A true gift: 1964 compared to 2010

It seems that many views and opinions lack a proper reference. Without such a reference, the true meaning of some measure is hard to discern. The economy and personal finance seem especially removed from real world references and instead seem to often be perceived against dreams and fantasies. Mark Perry illustrates an example of a real world reference that makes what we have now seem to be truly a dream and a fantasy made real. The Magic and Miracle of the Marketplace: Christmas 1964 vs. 2010 – There’s No Comparison.

He links to the BLS inflation calculator and to the WishbookWeb where you can find Christmas Catalogs from 1933 to 1988. When looking at Sears console color TV’s in the 1964, the price is somewhat more than $5,000 in today’s dollars.

Bottom Line: For a consumer or household spending $750 in 1964, all they would have been able to afford was a console color TV from the Sears Christmas catalog.
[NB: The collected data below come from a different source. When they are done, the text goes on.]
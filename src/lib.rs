//! ai-fleet: fleet manager and dispatch layer for pools of OpenAI-compatible
//! chat-completion backends.
//!
//! The library multiplexes many concurrent callers over a heterogeneous set
//! of backends that differ in cost, rate limits and reliability:
//! - [`manager::ClientManager`]: priority-ordered selection with per-caller
//!   affinity, group concurrency limits and an active health-check loop
//! - [`client::BackendClient`]: per-backend state machine folding classified
//!   API failures into status transitions
//! - [`http_api::OpenAiCompatApi`]: connection-pool lifecycle, bounded
//!   retries and the unified error classification
//! - [`state_log::StateLog`]: crash-safe SQLite timeline of per-backend
//!   state intervals
//! - [`admin`]: the HTTP surface the operations dashboard consumes

pub mod adapter;
pub mod admin;
pub mod client;
pub mod config;
pub mod events;
pub mod http_api;
pub mod manager;
pub mod rotator;
pub mod state_log;
pub mod types;

#[cfg(test)]
mod integration_tests {
    use std::sync::Arc;

    use crate::client::{BackendClient, BackendClientConfig, ScriptedAdapter};
    use crate::manager::{ClientManager, ManagerConfig, SelectOptions};
    use crate::state_log::{StateLog, StateLogConfig};
    use crate::types::{ChatMessage, ChatParams, ClientStatus};

    /// Full wiring: manager dispatch, a chat through the client pipeline,
    /// events flowing into the state log, timeline served back out.
    #[tokio::test]
    async fn test_chat_to_timeline_roundtrip() {
        let dir = tempfile::TempDir::new().unwrap();
        let log = Arc::new(
            StateLog::open(StateLogConfig {
                db_path: dir.path().join("fleet.sqlite"),
                run_id: Some("roundtrip".into()),
                ..Default::default()
            })
            .unwrap(),
        );
        log.start();

        let manager = Arc::new(ClientManager::new(ManagerConfig::default()));
        let client = Arc::new(BackendClient::new(
            BackendClientConfig {
                name: "primary".into(),
                priority: 0,
                group_id: "default".into(),
                default_available: true,
            },
            ScriptedAdapter::new(vec![]),
        ));
        log.attach_client(&client);
        manager.register_client(Arc::clone(&client));

        let held = manager
            .get_available_client("caller-1", &SelectOptions::default())
            .unwrap();
        let response = held
            .chat(&[ChatMessage::user("ping")], ChatParams::default(), false)
            .await
            .unwrap();
        assert!(response["choices"][0]["message"]["content"]
            .as_str()
            .unwrap()
            .contains("OK"));
        assert_eq!(client.status(), ClientStatus::Available);

        // Give the consumer task a beat to drain the event channel.
        tokio::time::sleep(std::time::Duration::from_millis(100)).await;

        let now = crate::types::now_ts();
        let timeline = log
            .query_timeline("roundtrip", now - 60.0, now + 1.0, None)
            .unwrap();
        let states: Vec<&str> = timeline.items.iter().map(|i| i.state.as_str()).collect();
        assert!(states.contains(&"RUN_SUCCESS"), "timeline: {states:?}");
        assert!(states.contains(&"IDLE_OK"), "timeline: {states:?}");

        log.stop();
    }

    #[test]
    fn test_config_and_stats_smoke() {
        let config = crate::config::Config::from_env();
        assert!(!config.bind_address.is_empty());

        let manager = ClientManager::new(config.manager_config());
        manager.register_client(Arc::new(BackendClient::new(
            BackendClientConfig {
                name: "smoke".into(),
                priority: 20,
                group_id: "default".into(),
                default_available: true,
            },
            ScriptedAdapter::new(vec![]),
        )));

        let stats = manager.get_client_stats();
        assert_eq!(stats["summary"]["total_clients"], 1);
        assert_eq!(stats["clients"][0]["meta"]["priority"], 20);
    }
}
A consumer or household spending that same amount of inflation-adjusted dollars today ($5,300) would be able buy able to furnish their entire kitchen with 8 brand-new appliances (refrigerator, freezer, dishwasher, range, washer, dryer, microwave and blender) and buy 9 state-of-the-art electronic items (laptop, GPS, camera, home theater, plasma HDTV, iPod Touch, Blu-ray player, 300-CD changer and a Tivo recorder). And of course, even a billionaire in 1964 wouldn’t have been able to purchase many of the items that even a teenager can afford today, e.g. laptop, GPS, digital camera.

So when you hear all the complaints about how great it was and what those evil corporations have done to us, the unemployment, and on and on, keep in mind that there is a lot to be thankful for due to the “magic of the marketplace.”